Prevention: Living in a Glyphosate-Saturated World
You cannot eliminate all exposure. Glyphosate is in the rain, the soil, and the groundwater. But you can dramatically reduce your load:
- Eat organic, especially grains, soy, corn, and high-residue produce
- Filter your water — RO or quality carbon block
- Avoid Roundup and all glyphosate-containing products in your yard — use organic lawn care
- Time outdoor activities around agricultural spraying schedules if you live in farming communities
- Wash produce thoroughly (won’t remove systemic pesticides but helps with surface residue)

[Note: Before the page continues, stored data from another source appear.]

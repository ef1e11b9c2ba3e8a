//! Embedded PDF preview for the detail panel and the wizard's preview step.
//!
//! SYSTEM CONTEXT
//! ==============
//! Bytes come from the authenticated `pdf` endpoint, or from the file the
//! submitter attached, and every page goes through PDF.js concurrently. Any failure replaces only this region with a
//! message; the surrounding panel stays usable.

#[cfg(test)]
#[path = "pdf_preview_test.rs"]
mod pdf_preview_test;

use leptos::prelude::*;
use workflow::api::Resource;
use workflow::error::ApiError;
use workflow::preview::{PdfError, PdfPreviewState, render_all_pages};

use crate::net::http::{FileHandle, HttpApi};
use crate::net::pdf::PdfJsRenderer;

/// Map a download failure onto the preview's error vocabulary.
pub fn fetch_error(error: ApiError) -> PdfError {
    match error {
        ApiError::Http { status: 404, .. } => PdfError::Missing,
        ApiError::Http { status, .. } => PdfError::Fetch(status),
        other => PdfError::Render(other.to_string()),
    }
}

/// Fetch and render `id`'s PDF into `state`.
///
/// `still_current` is checked before writing so a preview for an item the
/// user has already navigated away from is dropped.
pub fn spawn_pdf_preview<F>(
    api: HttpApi,
    resource: Resource,
    id: String,
    state: RwSignal<PdfPreviewState<String>>,
    still_current: F,
) where
    F: Fn(&str) -> bool + 'static,
{
    state.set(PdfPreviewState::Loading);
    leptos::task::spawn_local(async move {
        let result = match api.fetch_pdf(resource, &id).await {
            Ok(bytes) => render_all_pages(&PdfJsRenderer, bytes).await,
            Err(error) => Err(fetch_error(error)),
        };
        if let Err(error) = &result {
            leptos::logging::warn!("pdf preview for {id} failed: {error}");
        }
        if still_current(&id) {
            state.set(PdfPreviewState::from_result(result));
        }
    });
}

/// Read the bytes of a picked or dropped file.
pub async fn read_file_bytes(file: &FileHandle) -> Result<Vec<u8>, PdfError> {
    #[cfg(feature = "csr")]
    {
        let buffer = wasm_bindgen_futures::JsFuture::from(file.array_buffer())
            .await
            .map_err(|e| PdfError::Render(format!("could not read {}: {e:?}", file.name())))?;
        Ok(js_sys::Uint8Array::new(&buffer).to_vec())
    }
    #[cfg(not(feature = "csr"))]
    {
        let _ = file;
        Err(PdfError::Render("reading files needs a browser".to_owned()))
    }
}

/// Render a not-yet-uploaded attachment into `state`.
///
/// `still_current` is checked before writing, so a preview for a file that was
/// replaced or removed meanwhile is dropped.
pub fn spawn_attached_pdf_preview<F>(file: FileHandle, state: RwSignal<PdfPreviewState<String>>, still_current: F)
where
    F: Fn() -> bool + 'static,
{
    state.set(PdfPreviewState::Loading);
    leptos::task::spawn_local(async move {
        let result = match read_file_bytes(&file).await {
            Ok(bytes) => render_all_pages(&PdfJsRenderer, bytes).await,
            Err(error) => Err(error),
        };
        if let Err(error) = &result {
            leptos::logging::warn!("attachment preview failed: {error}");
        }
        if still_current() {
            state.set(PdfPreviewState::from_result(result));
        }
    });
}

/// Spinner, rendered pages, or an inline error.
#[component]
pub fn PdfPreview(state: RwSignal<PdfPreviewState<String>>) -> impl IntoView {
    view! {
        <div class="pdf-preview">
            {move || match state.get() {
                PdfPreviewState::Idle => ().into_any(),
                PdfPreviewState::Loading => {
                    view! { <div class="pdf-preview__spinner" role="status">"Loading PDF..."</div> }.into_any()
                }
                PdfPreviewState::Rendered { pages } => {
                    view! {
                        <div class="pdf-preview__pages">
                            {pages
                                .into_iter()
                                .enumerate()
                                .map(|(index, src)| {
                                    view! {
                                        <img
                                            class="pdf-preview__page"
                                            src=src
                                            alt=format!("Page {}", index + 1)
                                        />
                                    }
                                })
                                .collect_view()}
                        </div>
                    }
                        .into_any()
                }
                PdfPreviewState::Failed(error) => {
                    view! { <div class="pdf-preview__error" role="alert">{error.to_string()}</div> }.into_any()
                }
            }}
        </div>
    }
}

- Remove shoes at the door — herbicide residue tracks indoors from treated lawns
- Support organic agriculture with your purchasing power — every organic purchase is a vote against the chemical farming model
The Systems View
Glyphosate doesn’t cause a single disease. It disrupts the foundational systems — gut microbiome, mineral status, liver detoxification, intestinal barrier — that protect you from every disease. This is why research links it to such diverse conditions: celiac disease, autism, obesity, depression, Alzheimer’s, cancer, kidney disease, and infertility. It’s not that one chemical causes all these things directly. It’s that one chemical undermines the systems that prevent all these things.
This is environmental medicine at its most essential: the recognition that the chemical environment your body operates in determines, to a large degree, which genes get expressed, which systems fail first, and which diseases develop. The body is resilient — remarkably so. But resilience has limits, and we’re testing them.
If you knew that six days of dietary change could cut your pesticide burden in half, what would you eat differently starting tomorrow?